The state and local tax ("S.A.L.T.") deduction cap that is now in effect was enacted in 2017 as part of the Tax Cuts and Jobs Act. It allows individuals and married taxpayers filing jointly who itemize deductions to deduct only up to $10,000 annually for state and local income, property, and sales taxes. Married individuals filing separately are capped at $5,000. Before the cap, S.A.L.T. deductions were unlimited.

Fearing, among other effects, that individual residents of these states would move to lower-income tax states, New York, New Jersey, and Connecticut instituted legal action in Federal district court to invalidate the provision. N.Y. and N.J. argued that the cap infringed upon their constitutional right to tax and that it exceeded Congress's broad taxing power. They further argued that the cap was intended to harass high-property-tax states, such as N.Y. and California, by coercing them to change their tax policies. The states also claimed that the cap raised property taxes by eliminating the full Federal deduction of property taxes, thus preventing residential sales and decreasing revenues for the states that can tax on those sales.


In September, the U.S. District Court for the Southern District of N.Y. rejected the claim, holding that there was no violation of Federal principles. The court explained that "the States have cited no constitutional principle that would bar Congress from exercising its authority to impose an income tax without a limitless S.A.L.T. deduction."1

The Federal government has the "exhaustive" power to impose and collect income taxes under Article 1, Section 8 of the U.S. Constitution, and that the states can enact their own tax policies as they wish. In particular, the district court stated:

The cap is like any other feature of Federal law, makes certain State and local policies more attractive than others as a practical matter . . . but the bare fact that an otherwise valid Federal law necessarily affects the decisional landscape within which states must choose how to exercise their own sovereign authority hardly renders the law an unconstitutional infringement of State power.

Under the Constitution, states retain the power to impose high taxes but have no constitutional right to a Federal subsidy in the form of a Federal tax deduction.


Although the legal challenge failed at the level of the district court, the question remains whether this is the end of the battle. According to N.Y. Governor Andrew Cuomo, the states involved in the suit will consider appealing the decision.

Notwithstanding Governor Cuomo's comment, the path forward is likely political. The House Ways and Means Committee, the chief tax-writing committee, is evaluating several bills that would increase the level of the S.A.L.T. cap or eliminate it entirely. One option under consideration would double the S.A.L.T. cap to $20,000 – either for all filers or for married taxpayers filing jointly. Whichever method is adopted in committee will likely be adopted in proposed legislation in the House of Representatives. If it is missing from a Senate version of the bill, its fate likely will be determined in the give-and-take that accompanies a technical corrections bill at the end of the congressional term.
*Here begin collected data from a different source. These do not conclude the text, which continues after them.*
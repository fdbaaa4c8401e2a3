//! Database module: row models and SQL repositories.
//!
//! This module is split into two submodules:
//! - `model`: row structs mapped from the cache tables.
//! - `repo`: SQL-only functions over the catalog and favorite tables.
//!
//! Change notification for favorites lives one layer up, in `crate::store`.

pub mod model;
pub mod repo;

pub use repo::*;

pub use model::PodcastRow;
In addition, certain states had proposed measures to allow taxpayers classify some tax payments as "charitable contributions," which would not be subject to the cap – however, June final rules issued by the I.R.S prohibit such proposals.2

One aspect of the issue is certain. Like much of the political debate, there seems to be no desire to stop the battle short of the 2020 elections.


1 State of N.Y. v. Mnuchin, S.D.N.Y., September 30, 2019, No. 18-CV-6427.